Rolf Weber, managing director for Marley Spoon Australia, says that the company has “significant capacity reserves” to deal with the strong growth as a result of this unprecedented global event, in Australia and in the other regions it operates in.
“Establishing an end-to-end supply chain like Marley Spoon is incredibly difficult,” he told Stockhead in March.
“We’ve spent years building and evolving our supply chain to provide customers with consistent and reliable food deliveries every day.
“The supply chains we have set up are well suited for situations like the one we’re currently facing.”
Dragontail Systems’ (ASX:DTS) Algo Platform “manages the entire food preparation process from order to delivery” for a growing number of food companies (Pizza Hut) and third party delivery operators (DoorDash) around the world.
On March 31 is announced a sharp increase in deliveries through the platform.
“A total of more than 1.35m deliveries across all markets were processed through the Algo Platform during March 2020, 73 per cent more than March 2019,” the company says.
“The platform’s scalability enables a necessary solution during the current coronavirus global crisis, providing a strong and valid foundation for continued effective operations for Dragontail’s customers’ stores.”
It’s not just food. With a collapse in both cellar door visitors and sales via restaurants and bars, wineries will have to rely heavily on online sales to survive the next 6 or 12 months.

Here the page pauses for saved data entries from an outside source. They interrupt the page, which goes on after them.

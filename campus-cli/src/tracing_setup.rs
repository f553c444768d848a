//! Tracing and OpenTelemetry setup for the campus CLI
//!
//! Usage:
//!   campus --debug serve              # Debug logging to console
//!   campus --otel serve               # Export traces to OTLP endpoint (telemetry feature)
//!   RUST_LOG=campus_server=debug campus serve
//!
//! Environment variables:
//!   RUST_LOG                          # Log filter (default: info)
//!   OTEL_EXPORTER_OTLP_ENDPOINT       # OTLP endpoint (default: http://localhost:4317)
//!   OTEL_SERVICE_NAME                 # Service name (default: campus-booking)

use anyhow::{anyhow, Result};
use tracing_subscriber::EnvFilter;

/// Tracing configuration options
#[derive(Debug, Clone, Default)]
pub struct TracingConfig {
    /// Debug level unless RUST_LOG says otherwise
    pub debug: bool,
    /// Enable OpenTelemetry OTLP export
    pub otel: bool,
}

fn env_filter(config: &TracingConfig) -> EnvFilter {
    let default = if config.debug { "debug" } else { "info" };
    EnvFilter::try_from_default_env().unwrap_or_else(|_| EnvFilter::new(default))
}

/// Console output only
pub fn init_tracing(config: &TracingConfig) -> Result<()> {
    tracing_subscriber::fmt()
        .with_env_filter(env_filter(config))
        .with_target(config.debug)
        .compact()
        .try_init()
        .map_err(|err| anyhow!(err))
}

/// Console output plus OTLP span export
#[cfg(feature = "telemetry")]
pub fn init_tracing_with_otel(config: &TracingConfig) -> Result<()> {
    use opentelemetry::trace::TracerProvider as _;
    use opentelemetry::KeyValue;
    use opentelemetry_otlp::WithExportConfig;
    use opentelemetry_sdk::trace::TracerProvider;
    use tracing_subscriber::{layer::SubscriberExt, util::SubscriberInitExt};

    let endpoint = std::env::var("OTEL_EXPORTER_OTLP_ENDPOINT")
        .unwrap_or_else(|_| "http://localhost:4317".to_string());
    let service_name =
        std::env::var("OTEL_SERVICE_NAME").unwrap_or_else(|_| "campus-booking".to_string());

    let otlp_exporter = opentelemetry_otlp::SpanExporter::builder()
        .with_tonic()
        .with_endpoint(&endpoint)
        .build()
        .map_err(|e| anyhow!("Failed to create OTLP exporter: {}", e))?;

    let resource = opentelemetry_sdk::Resource::new(vec![KeyValue::new(
        "service.name",
        service_name.clone(),
    )]);

    let provider = TracerProvider::builder()
        .with_batch_exporter(otlp_exporter, opentelemetry_sdk::runtime::Tokio)
        .with_resource(resource)
        .build();

    let tracer = provider.tracer("campus");
    let telemetry_layer = tracing_opentelemetry::layer().with_tracer(tracer);

    // Dropping the provider stops export
    let _ = opentelemetry::global::set_tracer_provider(provider);

    let fmt_layer = tracing_subscriber::fmt::layer()
        .with_target(config.debug)
        .compact();

    tracing_subscriber::registry()
        .with(env_filter(config))
        .with(fmt_layer)
        .with(telemetry_layer)
        .try_init()
        .map_err(|err| anyhow!(err))?;

    tracing::info!(
        endpoint = %endpoint,
        service = %service_name,
        "OpenTelemetry tracing initialized"
    );

    Ok(())
}

/// Flush pending spans
#[cfg(feature = "telemetry")]
pub fn shutdown_otel() {
    opentelemetry::global::shutdown_tracer_provider();
}

#[cfg(not(feature = "telemetry"))]
pub fn shutdown_otel() {}

/// Pick console-only or OTLP based on `config.otel`
pub fn init(config: &TracingConfig) -> Result<()> {
    #[cfg(feature = "telemetry")]
    if config.otel {
        return init_tracing_with_otel(config);
    }

    #[cfg(not(feature = "telemetry"))]
    if config.otel {
        eprintln!("warning: --otel ignored, built without the `telemetry` feature");
    }

    init_tracing(config)
}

Digital Wine Ventures (ASX:DW8) chief exec Dean Taylor says while it offers a business-to business delivery service – previously its flagship — “at the moment the majority of the orders we process are home deliveries for wineries”.
In terms of delivery logistics, Taylor says it has a partnership with Australia Post — “an essential service that needs to be maintained during this crisis”.

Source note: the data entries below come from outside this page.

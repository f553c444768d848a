//! Schema creation for users, resources and bookings

use sqlx::SqlitePool;

/// Create all tables and indexes (idempotent)
pub async fn run(pool: &SqlitePool) -> Result<(), sqlx::Error> {
    tracing::info!("Running campus booking migrations...");

    sqlx::query(
        r#"
        CREATE TABLE IF NOT EXISTS users (
            id INTEGER PRIMARY KEY AUTOINCREMENT,
            name TEXT NOT NULL,
            email TEXT UNIQUE NOT NULL,
            password TEXT NOT NULL
        )
        "#,
    )
    .execute(pool)
    .await?;

    sqlx::query(
        r#"
        CREATE TABLE IF NOT EXISTS resources (
            resource_id INTEGER PRIMARY KEY AUTOINCREMENT,
            name TEXT NOT NULL,
            type TEXT NOT NULL,
            capacity INTEGER NOT NULL CHECK (capacity > 0),
            image_url TEXT,
            status TEXT NOT NULL DEFAULT 'available'
                CHECK (status IN ('available', 'cancelled'))
        )
        "#,
    )
    .execute(pool)
    .await?;

    sqlx::query(
        r#"
        CREATE TABLE IF NOT EXISTS bookings (
            booking_id INTEGER PRIMARY KEY AUTOINCREMENT,
            user_id INTEGER NOT NULL,
            resource_id INTEGER NOT NULL,
            date TEXT NOT NULL,
            start_time TEXT NOT NULL,
            end_time TEXT NOT NULL,
            status TEXT NOT NULL DEFAULT 'booked'
                CHECK (status IN ('booked', 'cancelled', 'completed')),
            created_at TEXT NOT NULL DEFAULT (strftime('%Y-%m-%dT%H:%M:%SZ', 'now')),
            CHECK (start_time < end_time),
            FOREIGN KEY (user_id) REFERENCES users(id),
            FOREIGN KEY (resource_id) REFERENCES resources(resource_id)
        )
        "#,
    )
    .execute(pool)
    .await?;

    // Overlap checks scan one resource's bookings for one day
    sqlx::query(
        "CREATE INDEX IF NOT EXISTS idx_bookings_resource_date ON bookings(resource_id, date)",
    )
    .execute(pool)
    .await?;

    sqlx::query("CREATE INDEX IF NOT EXISTS idx_bookings_user ON bookings(user_id)")
        .execute(pool)
        .await?;

    tracing::info!("Campus booking migrations complete");
    Ok(())
}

A March 24 update confirmed that WINEDEPOT is on track to process a record number of orders in March from consumers getting their booze home delivered. An updated revenue guidance was not provided.
This volume could increase even more as the entire hospitality industry including pubs, clubs, nightclubs, restaurants, casinos and cinemas close due to the shutdown of non-essential services.
“Through our partnership with Australia Post, WINEDEPOT has plenty of latent capacity available,” Taylor told Stockhead in March.
“Our platform and depot network has been designed specifically to scale. I expect we’ll be making the most of that over the coming 12 months.”
Online purchasing more generally has been steadily growing for many years, Taylor says. The current environment will “take it to an entirely new level”.
“People who have resisted buying online until now realise how easy and convenient it is and they’ll never turn back,” he says.
Supply chain expert Rob O’Byrne, owner and chief exec of Logistics Bureau Group, says only the most optimistic scenarios see ‘brick and mortar’ retailers going back to normal operations any time soon.
It’s a moving target “but you have to be very optimistic to say things will be back to normal in anything under 3 to 4 months — it’s probably going to be a lot longer,” he told Stockhead in March.
Does that mean we could see other small cap retailers – across all product lines — turning to home delivery to offset the fall in foot traffic? O’Byrne says yes, but home delivery systems are not something a company can establish overnight.
“The big guys [like Coles, Woolworths] have very well-established home delivery services,” he says.
“Big truck fleets, [warehouses], systems, planning tools. It’s tough for companies that don’t have those in place already.
“The first challenge would be how they take orders. Companies would have to adopt some sort of online order management system very quickly. Then if its food delivery, they need to find people with suitable vehicles to work for you. It would require a rapid and coherent ramp up.”